28. GMC guidance states the exchange of information between medical professionals and patients is central to good decision making and that doctors must give patients the information they want or need in a way they can understand. This includes information about:
• their condition(s), likely progression, and any uncertainties about diagnosis and prognosis • the options for treating or managing the condition(s), including the option to take no action • the potential benefits, risks of harm, uncertainties about, and likelihood of success for each option.
Miss K’s medical records show she was contacted by the Practice on 28 March 2025 about the ending of her prescription. The medical records detail Miss K was told the Practice was concerned about the risks of uterine and breast cancer, and the risk of blood clots.

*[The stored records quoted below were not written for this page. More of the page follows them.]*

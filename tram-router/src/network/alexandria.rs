//! The Alexandria tram network.
//!
//! Four services run between El Nasr and Ramleh. The blue lines (B1, B2)
//! cover the full route; the yellow lines (Y1, Y2) start at San Stefano and
//! stop short of Ramleh. B1/Y1 and B2/Y2 take different branches between
//! San Stefano and Bulky.

use super::NetworkConfig;

const B1: &[u64] = &[
    316823148, 3909161113, 3880407513, 3909161121, 3909161122, 3909161123, 1886590988, 1886590968,
    4792326286, 8412131579, 316824347, 5969128858, 3950015169, 316829952, 4628330183, 4748562215,
    1885060212, 4002201650, 4748507684, 6095379250, 316824433, 401866306, 10970120024, 6095433434,
    6095471258, 6095433435, 6095519914, 4984424561, 1263172984, 1263173062, 316824788,
];

const B2: &[u64] = &[
    316823148, 3909161113, 3880407513, 3909161121, 3909161122, 3909161123, 1886590988, 4002201610,
    4478874013, 4478874012, 4669952291, 8412131578, 316829952, 4628330183, 4748562215, 1885060212,
    4002201652, 6095358858, 316824433, 401866306, 10970120024, 6095433434, 6095471258, 6095433435,
    6095519914, 4984424561, 1263172984, 1263173062, 316824788,
];

const Y1: &[u64] = &[
    1886590988, 1886590968, 4792326286, 8412131579, 316824347, 5969128858, 3950015169, 316829952,
    4628330183, 4748562215, 1885060212, 4002201650, 4748507684, 6095379250, 316824433, 401866306,
    10970120024, 6095433434, 6095471258, 6095433435, 6095519914, 4984424561, 1263172984,
    1263173062,
];

const Y2: &[u64] = &[
    1886590988, 4002201610, 4478874013, 4478874012, 4669952291, 8412131578, 316829952, 4628330183,
    4748562215, 1885060212, 4002201652, 6095358858, 316824433, 401866306, 10970120024, 6095433434,
    6095471258, 6095433435, 6095519914, 4984424561, 1263172984, 1263173062,
];

const STATIONS: &[(u64, &str)] = &[
    (316823148, "El Nasr Station"),
    (316824347, "Bakus"),
    (316824433, "Sporting El-Kobra Station"),
    (316824788, "Ramleh Station"),
    (316829952, "Bulky Station"),
    (401866306, "Sporting El Soghra"),
    (1263172984, "El Azarita Station"),
    (1263173062, "Ibrahim Mosque Station"),
    (1885060212, "Moustafa Kamel"),
    (1886590968, "Gnaklis Station"),
    (1886590988, "San Stefano"),
    (3880407513, "Sidi Bishr"),
    (3909161113, "El Suyuf Station"),
    (3909161121, "El Saraya"),
    (3909161122, "Luran Station"),
    (3909161123, "Tharwat Station"),
    (3950015169, "El Wezarah"),
    (4002201610, "Qasr El-Safa"),
    (4002201650, "Sidi Gaber El Sheikh"),
    (4002201652, "Sidi Gaber El Mahatta"),
    (4478874012, "Gleem Station"),
    (4478874013, "El-Fonoon El-Gamila"),
    (4628330183, "Roshdy Station"),
    (4669952291, "Saba Basha Station"),
    (4748507684, "Cleopatra El Kobra Station"),
    (4748562215, "Mohamed Mahfouz Station"),
    (4792326286, "Shots Station"),
    (4984424561, "El Shahid Mustafa Zayan Station"),
    (5969128858, "Fleming Station"),
    (6095358858, "Cleopatra Station"),
    (6095379250, "Cleopatra Alsoghra Tram Station"),
    (6095433434, "Camp Chezar"),
    (6095433435, "El Shatby Station"),
    (6095471258, "El Gamaa"),
    (6095519914, "El Shoban El Muslmen Station"),
    (8412131578, "El Hadaya Station"),
    (8412131579, "Safer Station"),
    (10970120024, "Al Ibrahimia Station"),
];

/// Blue-line boarding fare.
pub const BLUE_FARE: u32 = 5;

/// Yellow-line boarding fare.
pub const YELLOW_FARE: u32 = 10;

impl NetworkConfig {
    /// The built-in Alexandria tram network.
    pub fn alexandria() -> Self {
        let config = Self::new()
            .with_line("B1", BLUE_FARE, B1)
            .with_line("B2", BLUE_FARE, B2)
            .with_line("Y1", YELLOW_FARE, Y1)
            .with_line("Y2", YELLOW_FARE, Y2);

        STATIONS
            .iter()
            .fold(config, |config, (id, name)| config.with_station(*id, name))
    }
}
//! Network model.
//!
//! Turns line and station tables plus timetable travel times into an
//! indexed, undirected graph that the planner searches.

mod alexandria;
mod config;
mod model;

pub use alexandria::{BLUE_FARE, YELLOW_FARE};
pub use config::{LineConfig, NetworkConfig, StationConfig};
pub use model::{Edge, LineIndex, Network};

use crate::domain::StationId;

/// Errors from building a network.
#[derive(Debug, Clone, PartialEq, Eq, thiserror::Error)]
pub enum NetworkError {
    /// Two lines share a label
    #[error("duplicate line label {0}")]
    DuplicateLine(String),

    /// A line cannot form an edge
    #[error("line {0} needs at least two stops")]
    ShortLine(String),

    /// Two station entries share an id
    #[error("duplicate station {0}")]
    DuplicateStation(StationId),

    /// A line stops at a station with no name
    #[error("station {station} on line {line} has no name")]
    UnnamedStation { station: StationId, line: String },

    /// Configuration could not be read
    #[error("invalid network configuration: {message}")]
    Config { message: String },
}
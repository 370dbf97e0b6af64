//! Timetable loading.
//!
//! Reads GTFS `stop_times.txt` and derives the minimum travel time between
//! each pair of adjacent stops. Malformed rows are skipped rather than
//! aborting the load.

mod record;
mod travel_times;

pub use record::{MIN_FIELDS, RecordError, StopTimeRecord};
pub use travel_times::{TimetableSummary, TravelTimes};

/// Errors that abort a timetable load.
#[derive(Debug, thiserror::Error)]
pub enum TimetableError {
    /// Timetable file could not be opened
    #[error("cannot read timetable {path}: {source}")]
    Io {
        path: String,
        #[source]
        source: std::io::Error,
    },

    /// Reader failed partway through
    #[error("timetable read error: {0}")]
    Csv(#[from] csv::Error),
}
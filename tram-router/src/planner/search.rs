//! Fare-aware shortest path over (station, line) states.
//!
//! Each state means "at this station, riding this line". Boarding a line
//! costs its flat fare; riding on along the same line is free. Labels are
//! ordered by cost first and travel time second, and the frontier is a
//! Dijkstra min-heap over those labels.

use std::cmp::{Ordering, Reverse};
use std::collections::{BinaryHeap, HashMap};

use tracing::trace;

use crate::network::{LineIndex, Network};

/// Composite search key: a station index and the line being ridden.
#[derive(Debug, Clone, Copy, PartialEq, Eq, PartialOrd, Ord, Hash)]
pub struct StateKey {
    pub station: usize,
    pub line: LineIndex,
}

impl StateKey {
    pub fn new(station: usize, line: LineIndex) -> Self {
        Self { station, line }
    }
}

/// Cumulative fare and travel time of a state.
#[derive(Debug, Clone, Copy, PartialEq, Eq)]
pub struct Label {
    pub cost: u32,
    pub time: u32,
}

impl Label {
    pub fn new(cost: u32, time: u32) -> Self {
        Self { cost, time }
    }
}

impl Ord for Label {
    fn cmp(&self, other: &Self) -> Ordering {
        match self.cost.cmp(&other.cost) {
            Ordering::Equal => self.time.cmp(&other.time),
            unequal => unequal,
        }
    }
}

impl PartialOrd for Label {
    fn partial_cmp(&self, other: &Self) -> Option<Ordering> {
        Some(self.cmp(other))
    }
}

/// Best known label for a state and the state it was reached from.
#[derive(Debug, Clone, Copy)]
struct StateRecord {
    label: Label,
    prev: Option<StateKey>,
}

/// A solved route: its final label and the states visited, source first.
#[derive(Debug, Clone, PartialEq, Eq)]
pub struct Solution {
    pub label: Label,
    pub path: Vec<StateKey>,
}

/// Solver state for one query.
struct Search<'a> {
    network: &'a Network,
    records: HashMap<StateKey, StateRecord>,
    frontier: BinaryHeap<Reverse<(Label, StateKey)>>,
}

impl<'a> Search<'a> {
    fn new(network: &'a Network) -> Self {
        Self {
            network,
            records: HashMap::new(),
            frontier: BinaryHeap::new(),
        }
    }

    /// Record `label` for `key` if it is strictly better than what we have.
    fn relax(&mut self, key: StateKey, label: Label, prev: Option<StateKey>) {
        let improves = self
            .records
            .get(&key)
            .is_none_or(|existing| label < existing.label);

        if improves {
            self.records.insert(key, StateRecord { label, prev });
            self.frontier.push(Reverse((label, key)));
        }
    }

    fn seed(&mut self, source: usize) {
        for &line in self.network.lines_at(source) {
            let fare = self.network.line(line).fare();
            self.relax(StateKey::new(source, line), Label::new(fare, 0), None);
        }
    }

    /// Drain the frontier. Returns the number of states expanded.
    fn run(&mut self) -> usize {
        let mut expanded = 0;

        while let Some(Reverse((label, key))) = self.frontier.pop() {
            let stale = self
                .records
                .get(&key)
                .is_some_and(|best| best.label < label);
            if stale {
                continue;
            }
            expanded += 1;

            for edge in self.network.neighbors(key.station) {
                let time = label.time.saturating_add(edge.minutes);

                for &line in self.network.lines_at(edge.to) {
                    let cost = if line == key.line {
                        label.cost
                    } else {
                        label.cost.saturating_add(self.network.line(line).fare())
                    };
                    self.relax(
                        StateKey::new(edge.to, line),
                        Label::new(cost, time),
                        Some(key),
                    );
                }
            }
        }

        expanded
    }

    /// Cheapest state at `target`, ties going to the earlier-listed line.
    fn best_at(&self, target: usize) -> Option<(StateKey, Label)> {
        let mut best: Option<(StateKey, Label)> = None;
        for &line in self.network.lines_at(target) {
            let key = StateKey::new(target, line);
            if let Some(record) = self.records.get(&key)
                && best.is_none_or(|(_, label)| record.label < label)
            {
                best = Some((key, record.label));
            }
        }
        best
    }

    /// Follow predecessor links back to a seed, returning source-first order.
    fn path_to(&self, end: StateKey) -> Vec<StateKey> {
        let mut path = vec![end];
        let mut current = end;
        while let Some(prev) = self.records.get(&current).and_then(|r| r.prev) {
            path.push(prev);
            current = prev;
        }
        path.reverse();
        path
    }
}

/// Find the cheapest, then fastest, route between two station indices.
///
/// Returns `None` when no state at `target` is reachable. Callers reject
/// `source == target` before calling.
pub fn solve(network: &Network, source: usize, target: usize) -> Option<Solution> {
    let mut search = Search::new(network);
    search.seed(source);
    let expanded = search.run();

    trace!(
        source,
        target,
        expanded,
        states = search.records.len(),
        "Search complete"
    );

    let (end, label) = search.best_at(target)?;
    Some(Solution {
        label,
        path: search.path_to(end),
    })
}
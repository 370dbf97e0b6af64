//! Minimum travel times between adjacent stops.
//!
//! Every trip in the timetable is sorted by stop sequence, and each pair of
//! consecutive stops contributes `next.arrival - current.departure`. The
//! table keeps the smallest value seen for a pair, in both directions.

use std::collections::HashMap;
use std::fs::File;
use std::io::Read;
use std::path::Path;

use tracing::{debug, info};

use crate::domain::StationId;

use super::TimetableError;
use super::record::StopTimeRecord;

/// Counters reported after a timetable load.
#[derive(Debug, Clone, Copy, Default, PartialEq, Eq)]
pub struct TimetableSummary {
    /// Records accepted.
    pub records: usize,
    /// Records skipped by validation.
    pub rejected: usize,
    /// Distinct trip ids.
    pub trips: usize,
    /// Consecutive pairs dropped because arrival preceded departure.
    pub negative_pairs: usize,
}

/// Symmetric table of minimum travel minutes between adjacent stations.
#[derive(Debug, Clone, Default, PartialEq, Eq)]
pub struct TravelTimes {
    /// Stored in both directions for O(1) lookup.
    pairs: HashMap<(StationId, StationId), u32>,
}

impl TravelTimes {
    /// Create an empty table.
    pub fn new() -> Self {
        Self::default()
    }

    /// Load a `stop_times.txt` file.
    pub fn load(path: impl AsRef<Path>) -> Result<(Self, TimetableSummary), TimetableError> {
        let path = path.as_ref();
        let file = File::open(path).map_err(|source| TimetableError::Io {
            path: path.display().to_string(),
            source,
        })?;
        Self::from_reader(file)
    }

    /// Parse stop-time text already held in memory.
    pub fn from_stop_times(content: &str) -> (Self, TimetableSummary) {
        match Self::from_reader(content.as_bytes()) {
            Ok(loaded) => loaded,
            // Reading from a byte slice cannot hit an I/O error.
            Err(_) => (Self::new(), TimetableSummary::default()),
        }
    }

    /// Parse stop-time CSV from any reader.
    ///
    /// The first line is a header. Records that fail validation are counted
    /// and skipped; only an underlying I/O failure aborts the load.
    pub fn from_reader<R: Read>(reader: R) -> Result<(Self, TimetableSummary), TimetableError> {
        let mut csv = stop_times_reader(reader);

        let mut summary = TimetableSummary::default();
        let mut trips: HashMap<String, Vec<StopTimeRecord>> = HashMap::new();

        for row in csv.records() {
            let row = match row {
                Ok(row) => row,
                Err(e) if e.is_io_error() => return Err(TimetableError::Csv(e)),
                Err(e) => {
                    let line = e.position().map(|p| p.line());
                    debug!(line, error = %e, "Skipping unreadable stop time");
                    summary.rejected += 1;
                    continue;
                }
            };

            match StopTimeRecord::parse(&row) {
                Ok(record) => {
                    summary.records += 1;
                    trips.entry(record.trip_id.clone()).or_default().push(record);
                }
                Err(e) => {
                    let line = row.position().map(|p| p.line());
                    debug!(line, error = %e, "Skipping malformed stop time");
                    summary.rejected += 1;
                }
            }
        }

        summary.trips = trips.len();

        let mut table = Self::new();
        for stops in trips.values_mut() {
            stops.sort_by_key(|s| s.sequence);
            for pair in stops.windows(2) {
                let (current, next) = (&pair[0], &pair[1]);
                match next.arrival.checked_sub(current.departure) {
                    Some(minutes) => table.insert(current.station, next.station, minutes),
                    None => summary.negative_pairs += 1,
                }
            }
        }

        info!(
            records = summary.records,
            rejected = summary.rejected,
            trips = summary.trips,
            pairs = table.len(),
            "Loaded timetable"
        );

        Ok((table, summary))
    }

    /// Record a travel time for a pair, keeping the minimum in both directions.
    pub fn insert(&mut self, a: StationId, b: StationId, minutes: u32) {
        for key in [(a, b), (b, a)] {
            self.pairs
                .entry(key)
                .and_modify(|m| *m = (*m).min(minutes))
                .or_insert(minutes);
        }
    }

    /// Get the travel time between two stations, if the timetable has one.
    pub fn get(&self, from: StationId, to: StationId) -> Option<u32> {
        self.pairs.get(&(from, to)).copied()
    }

    /// Get the travel time, substituting `fallback` when unknown.
    pub fn minutes_or(&self, from: StationId, to: StationId, fallback: u32) -> u32 {
        self.get(from, to).unwrap_or(fallback)
    }

    /// Returns the number of station pairs (counting A→B and B→A as one).
    pub fn len(&self) -> usize {
        self.pairs.len().div_ceil(2)
    }

    /// Returns true if no travel times are known.
    pub fn is_empty(&self) -> bool {
        self.pairs.is_empty()
    }
}

/// CSV reader for `stop_times.txt`: header skipped, ragged rows allowed,
/// fields trimmed.
fn stop_times_reader<R: Read>(reader: R) -> csv::Reader<R> {
    csv::ReaderBuilder::new()
        .has_headers(true)
        .flexible(true)
        .trim(csv::Trim::All)
        .from_reader(reader)
}


#[cfg(test)]
mod proptests {
    use super::*;
    use proptest::prelude::*;

    /// A random trip: (station id, dwell minutes, run minutes) per stop.
    fn trips() -> impl Strategy<Value = Vec<Vec<(u64, u32, u32)>>> {
        prop::collection::vec(
            prop::collection::vec((1u64..8, 0u32..3, 0u32..20), 2..6),
            1..5,
        )
    }

    fn render(trips: &[Vec<(u64, u32, u32)>]) -> String {
        let mut out = String::from("trip_id,arrival_time,departure_time,stop_id,stop_sequence\n");
        for (t, stops) in trips.iter().enumerate() {
            let mut clock = 360;
            for (seq, (station, dwell, run)) in stops.iter().enumerate() {
                let arrival = clock;
                let departure = clock + dwell;
                out.push_str(&format!(
                    "T{t},{:02}:{:02}:00,{:02}:{:02}:00,{station},{seq}\n",
                    arrival / 60,
                    arrival % 60,
                    departure / 60,
                    departure % 60,
                ));
                clock = departure + run;
            }
        }
        out
    }

    proptest! {
        /// Every derived weight is the same in both directions
        #[test]
        fn weights_are_symmetric(trips in trips()) {
            let (table, _) = TravelTimes::from_stop_times(&render(&trips));
            for a in 1u64..8 {
                for b in 1u64..8 {
                    let (a, b) = (StationId::new(a), StationId::new(b));
                    prop_assert_eq!(table.get(a, b), table.get(b, a));
                }
            }
        }

        /// Every derived weight is the run time of some consecutive pair
        #[test]
        fn weights_are_observed_minimums(trips in trips()) {
            let (table, _) = TravelTimes::from_stop_times(&render(&trips));
            for stops in &trips {
                for w in stops.windows(2) {
                    let (a, b) = (StationId::new(w[0].0), StationId::new(w[1].0));
                    let observed = w[0].2;
                    let stored = table.get(a, b);
                    prop_assert!(stored.is_some());
                    prop_assert!(stored.unwrap() <= observed);
                }
            }
        }
    }
}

29. Miss K’s medical records also show there were consultations with Miss K and the Practice on 19 February 2025 and 25 March 2025 where the Practice raised their concerns about the high dosage of Miss K’s HRT regime.
30. This evidence shows the Practice followed GMC guidance as they discussed information such as Miss K’s condition, her HRT regime, and the risks of harm and uncertainties about her prescription. We have not seen any indication of a failing in how the Practice communicated to Miss K it was ending her HRT prescription.
31. We are very sorry to hear how distressing this time was for Miss K. We hope our decision provides Miss K with assurance about her care.